I'm trying to setup PKI for user authentication on the http layer but I always get a "missing authentication credentials for REST request [/_security/_authenticate?pretty]"
After checking the documentation, here are the steps I took:
Downloaded ES and activated the trial. I can now see 'Active license is now [TRIAL]; Security is enabled' on the logs
elasticsearch-certutil ca elasticsearch-certutil cert --ca C:/es/elasticsearch-7.6.2/elastic-stack-ca.p12
For the steps above, I kept the default filenames but I added passwords. I also copied the file to <es_dir>/config/certs
- Added the following to elasticsearch.yml:
xpack.security.enabled: true xpack.security.http.ssl.enabled: true xpack.security.http.ssl.keystore.path: C:/es/elasticsearch-7.6.2/config/certs/elastic-certificates.p12 xpack.security.http.ssl.client_authentication: optional xpack.security.authc.realms.pki.pki1.order: 1
- added the password from step 2 to the ES keystore with:
elasticsearch-keystore add xpack.security.http.ssl.keystore.secure_password
At this point I can start Elasticsearch and when I access to https://localhost:9200, I get a request to enter username and passwords.

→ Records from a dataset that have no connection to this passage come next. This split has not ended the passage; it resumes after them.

//! Provisioning controller
//!
//! Drives the device from hotspot/setup mode to normal mode. Every transition is
//! triggered by a client call; nothing happens in the background.

use crate::{
    auth_gateway_client::{AuthGateway, GatewayUser},
    error::ProvisioningError,
    services::{connectivity::ConnectivityProbe, mode::ModeSwitch, network::NetworkApplier},
    store::{DocumentKey, JsonStore},
};
use log::{debug, info, warn};
use serde::{Deserialize, Deserializer, Serialize};
use serde_json::{Map, Value};
use std::{fmt, net::IpAddr, time::Duration};
use tokio::time::sleep;

/// Durable device state
///
/// Fields this service does not know about are kept as they are. Known fields are read
/// one by one, so a bad value in one of them does not discard the others.
#[derive(Clone, Debug, Default, Deserialize, PartialEq, Serialize)]
pub struct DeviceState {
    #[serde(default, deserialize_with = "lenient_flag")]
    pub setup_complete: bool,
    #[serde(
        default,
        deserialize_with = "lenient_user",
        skip_serializing_if = "Option::is_none"
    )]
    pub user: Option<User>,
    #[serde(flatten)]
    pub extra: Map<String, Value>,
}

#[derive(Clone, Debug, Deserialize, PartialEq, Serialize)]
pub struct User {
    #[serde(default)]
    pub id: Value,
    #[serde(default)]
    pub email: String,
    #[serde(default)]
    pub account_type: String,
}

/// Non-zero numbers count as set; anything but a boolean or number counts as unset
fn lenient_flag<'de, D: Deserializer<'de>>(deserializer: D) -> Result<bool, D::Error> {
    Ok(match Value::deserialize(deserializer)? {
        Value::Bool(flag) => flag,
        Value::Number(n) => n.as_f64().is_some_and(|n| n != 0.0),
        other => {
            warn!("ignoring invalid setup_complete value: {other}");
            false
        }
    })
}

fn lenient_user<'de, D: Deserializer<'de>>(deserializer: D) -> Result<Option<User>, D::Error> {
    let value = Value::deserialize(deserializer)?;
    if value.is_null() {
        return Ok(None);
    }

    match User::deserialize(value) {
        Ok(user) => Ok(Some(user)),
        Err(e) => {
            warn!("ignoring invalid stored user: {e}");
            Ok(None)
        }
    }
}

impl From<GatewayUser> for User {
    fn from(user: GatewayUser) -> Self {
        Self {
            id: user.id,
            email: user.email,
            account_type: user.account_type,
        }
    }
}

#[derive(Clone, Default, Deserialize, PartialEq, Serialize)]
pub struct NetworkCredentials {
    #[serde(default)]
    pub ssid: String,
    #[serde(default)]
    pub password: String,
}

impl fmt::Debug for NetworkCredentials {
    fn fmt(&self, f: &mut fmt::Formatter<'_>) -> fmt::Result {
        f.debug_struct("NetworkCredentials")
            .field("ssid", &self.ssid)
            .field("password", &"<redacted>")
            .finish()
    }
}

#[derive(Clone, Debug, PartialEq, Serialize)]
pub struct Status {
    pub setup_complete: bool,
    pub ip: Option<IpAddr>,
}

#[derive(Clone, Debug, PartialEq, Serialize)]
pub struct AuthenticatedUser {
    pub email: String,
    pub account_type: String,
}

#[derive(Clone, Debug)]
pub struct ProvisionerSettings {
    /// Wait between requesting a network change and probing for an address
    pub settle_interval: Duration,
    pub normal_service: String,
    pub setup_service: String,
}

#[derive(Clone)]
pub struct Provisioner<Applier, Probe, Gateway, Switch>
where
    Applier: NetworkApplier,
    Probe: ConnectivityProbe,
    Gateway: AuthGateway,
    Switch: ModeSwitch,
{
    store: JsonStore,
    applier: Applier,
    probe: Probe,
    gateway: Gateway,
    mode_switch: Switch,
    settings: ProvisionerSettings,
}

impl<Applier, Probe, Gateway, Switch> Provisioner<Applier, Probe, Gateway, Switch>
where
    Applier: NetworkApplier,
    Probe: ConnectivityProbe,
    Gateway: AuthGateway,
    Switch: ModeSwitch,
{
    pub fn new(
        store: JsonStore,
        applier: Applier,
        probe: Probe,
        gateway: Gateway,
        mode_switch: Switch,
        settings: ProvisionerSettings,
    ) -> Self {
        Self {
            store,
            applier,
            probe,
            gateway,
            mode_switch,
            settings,
        }
    }

    pub fn store(&self) -> &JsonStore {
        &self.store
    }

    pub fn device_state(&self) -> DeviceState {
        self.store
            .read(DocumentKey::DeviceState, DeviceState::default())
    }

    /// Saved credentials, if both ssid and password are present
    pub fn network_credentials(&self) -> Option<NetworkCredentials> {
        self.store
            .read::<Option<NetworkCredentials>>(DocumentKey::NetworkCredentials, None)
            .filter(|c| !c.ssid.is_empty() && !c.password.is_empty())
    }

    pub async fn status(&self) -> Status {
        Status {
            setup_complete: self.device_state().setup_complete,
            ip: self.probe.current_lan_address().await,
        }
    }

    pub fn save_network_credentials(
        &self,
        ssid: &str,
        password: &str,
    ) -> Result<(), ProvisioningError> {
        let ssid = ssid.trim();

        if ssid.is_empty() || password.is_empty() {
            return Err(ProvisioningError::InvalidInput(
                "Missing Wi-Fi SSID or password".to_string(),
            ));
        }

        let credentials = NetworkCredentials {
            ssid: ssid.to_string(),
            password: password.to_string(),
        };

        self.store
            .write(DocumentKey::NetworkCredentials, &credentials)
            .map_err(ProvisioningError::Storage)?;

        info!("saved Wi-Fi credentials for {ssid:?}");
        Ok(())
    }

    /// Apply the saved credentials and confirm the device obtained an address
    ///
    /// Waits exactly one settle interval before probing. `NotConnected` means the
    /// association may still be in progress; the call is idempotent and can be retried.
    pub async fn connect_network(&self) -> Result<IpAddr, ProvisioningError> {
        let credentials = self
            .network_credentials()
            .ok_or(ProvisioningError::NoCredentials)?;

        info!("applying Wi-Fi configuration for {:?}", credentials.ssid);

        self.applier
            .apply(&credentials.ssid, &credentials.password)
            .await
            .map_err(ProvisioningError::NetworkApply)?;

        debug!(
            "waiting {}ms for network to settle",
            self.settings.settle_interval.as_millis()
        );
        sleep(self.settings.settle_interval).await;

        let ip = self
            .probe
            .current_lan_address()
            .await
            .ok_or(ProvisioningError::NotConnected)?;

        info!("connected to {:?} with address {ip}", credentials.ssid);
        Ok(ip)
    }

    pub async fn authenticate(
        &self,
        email: &str,
        password: &str,
    ) -> Result<AuthenticatedUser, ProvisioningError> {
        let email = email.trim();

        if email.is_empty() || password.is_empty() {
            return Err(ProvisioningError::InvalidInput(
                "Missing email or password".to_string(),
            ));
        }

        let user = User::from(self.gateway.login(email, password).await?);

        let mut state = self.device_state();
        state.user = Some(user.clone());
        self.store
            .write(DocumentKey::DeviceState, &state)
            .map_err(ProvisioningError::Storage)?;

        info!("authenticated {} ({})", user.email, user.account_type);

        Ok(AuthenticatedUser {
            email: user.email,
            account_type: user.account_type,
        })
    }

    /// Record setup as complete, then hand over to the normal-mode service
    ///
    /// Only persisting the flag can fail; the mode switch is best-effort.
    pub async fn finish_setup(&self) -> Result<(), ProvisioningError> {
        let mut state = self.device_state();
        state.setup_complete = true;
        self.store
            .write(DocumentKey::DeviceState, &state)
            .map_err(ProvisioningError::Storage)?;

        info!("setup complete, switching to normal mode");

        let normal = &self.settings.normal_service;
        let setup = &self.settings.setup_service;

        self.mode_switch
            .enable(normal)
            .await
            .log(&format!("enable {normal}"));
        self.mode_switch
            .disable(setup)
            .await
            .log(&format!("disable {setup}"));

        Ok(())
    }
}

- Create a client certificate
elasticsearch-certutil cert --ca C:/es/elasticsearch-7.6.2/elastic-stack-ca.p12 -name "CN=something,OU=Consulting Team,DC=mydomain,DC=com"
The command above generates a 'client.p12' file
openssl pkcs12 -in client.p12 -nocerts -nodes > client.key openssl pkcs12 -in client.p12 -clcerts -nokeys > client.cer openssl pkcs12 -in client.p12 -cacerts -nokeys -chain > client-ca.cer
- For testing I used the following command:
curl https://localhost:9200/_security/_authenticate?pretty --key client.key --cert client.cer --cacert client-ca.cer -k -v
If I use the -u option in the curl command, I get a successful response. Does that mean that the certificates are incorrect? Do you know what am I missing?